DAVOS: As the annual World Economic Forum summit heads for close today, the India story has emerged even stronger with the business world appreciating the country's fine balance between democratic processes and economic growth.

A few even foresee the possibility of the country hosting a Davos-level congregation of the world's rich and powerful at some point in the future.

The votaries of the Indian growth story include the likes of global rating agency S&P, which not long ago faced the ire of the US administration for downgrade of America's top-notch sovereign creditworthiness rating.

S&P President Douglas Peterson said that the agency has an investment grade rating on India, with a stable outlook and the country is more likely to improve further on this.

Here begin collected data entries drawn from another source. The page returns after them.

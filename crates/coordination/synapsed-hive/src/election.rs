//! Pluggable leader election
//!
//! A policy picks one member deterministically from the current member
//! list. The swarm writes the result to the `leader_id` shared-state key.

use crate::{membership::Member, types::AgentId};
use serde::{Deserialize, Serialize};
use std::{fmt::Debug, sync::Arc};

/// Deterministic leader selection rule
pub trait ElectionPolicy: Send + Sync + Debug {
    /// Policy name recorded in election events
    fn name(&self) -> &str;

    /// Pick a leader, `None` only for an empty member list
    fn select(&self, members: &[Member]) -> Option<AgentId>;
}

/// Lexicographically smallest agent id
#[derive(Debug, Clone, Copy, Default)]
pub struct LowestIdPolicy;

impl ElectionPolicy for LowestIdPolicy {
    fn name(&self) -> &str {
        "lowest_id"
    }

    fn select(&self, members: &[Member]) -> Option<AgentId> {
        members
            .iter()
            .map(|m| &m.agent_id)
            .min()
            .cloned()
    }
}

/// Longest-standing member, ties broken by lowest id
#[derive(Debug, Clone, Copy, Default)]
pub struct EarliestJoinPolicy;

impl ElectionPolicy for EarliestJoinPolicy {
    fn name(&self) -> &str {
        "earliest_join"
    }

    fn select(&self, members: &[Member]) -> Option<AgentId> {
        members
            .iter()
            .min_by(|a, b| {
                a.join_seq
                    .cmp(&b.join_seq)
                    .then_with(|| a.agent_id.cmp(&b.agent_id))
            })
            .map(|m| m.agent_id.clone())
    }
}

/// Built-in policies selectable from configuration
#[derive(Debug, Clone, Copy, PartialEq, Eq, Default, Serialize, Deserialize)]
#[serde(rename_all = "snake_case")]
pub enum ElectionStrategy {
    #[default]
    LowestId,
    EarliestJoin,
}

impl ElectionStrategy {
    pub fn policy(&self) -> Arc<dyn ElectionPolicy> {
        match self {
            ElectionStrategy::LowestId => Arc::new(LowestIdPolicy),
            ElectionStrategy::EarliestJoin => Arc::new(EarliestJoinPolicy),
        }
    }
}

#[cfg(test)]
mod tests {
    use super::*;
    use chrono::Utc;

    fn member(id: &str, seq: u64) -> Member {
        Member {
            agent_id: id.to_string(),
            joined_at: Utc::now(),
            join_seq: seq,
        }
    }

    #[test]
    fn test_lowest_id() {
        let members = vec![member("b", 0), member("a", 1), member("c", 2)];
        assert_eq!(LowestIdPolicy.select(&members), Some("a".to_string()));
    }

    #[test]
    fn test_earliest_join_with_tie_break() {
        let members = vec![member("b", 0), member("a", 1)];
        assert_eq!(EarliestJoinPolicy.select(&members), Some("b".to_string()));

        // restored snapshots may reuse sequence numbers
        let members = vec![member("z", 3), member("m", 3)];
        assert_eq!(EarliestJoinPolicy.select(&members), Some("m".to_string()));
    }

    #[test]
    fn test_empty_members() {
        assert_eq!(LowestIdPolicy.select(&[]), None);
        assert_eq!(ElectionStrategy::EarliestJoin.policy().select(&[]), None);
    }
}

Brushing aside the concerns of slow reforms and the perceived notion of 'policy-paralysis', he said, "In a democracy, the policies are made after a prolonged dialogue and that is indeed a healthy practise."

Apparently, impressed with the positive discussions about India, Peterson went on to say that it was quite a refreshing change that the talks have moved away from the European crisis to India at Davos.

Still, India on its part reaffirmed its commitment to the economic reform agenda.

Commerce and Industry Minister Anand Sharma said reforms would certainly take place and even the much-talked about FDI decision for retail was only on a pause and not a reversal.

"And, remember that a pause cannot be for a long time," he said.

Senior industrialist and Bharat Forge group chief Baba Kalyani said that India can certainly grow by 8 per cent.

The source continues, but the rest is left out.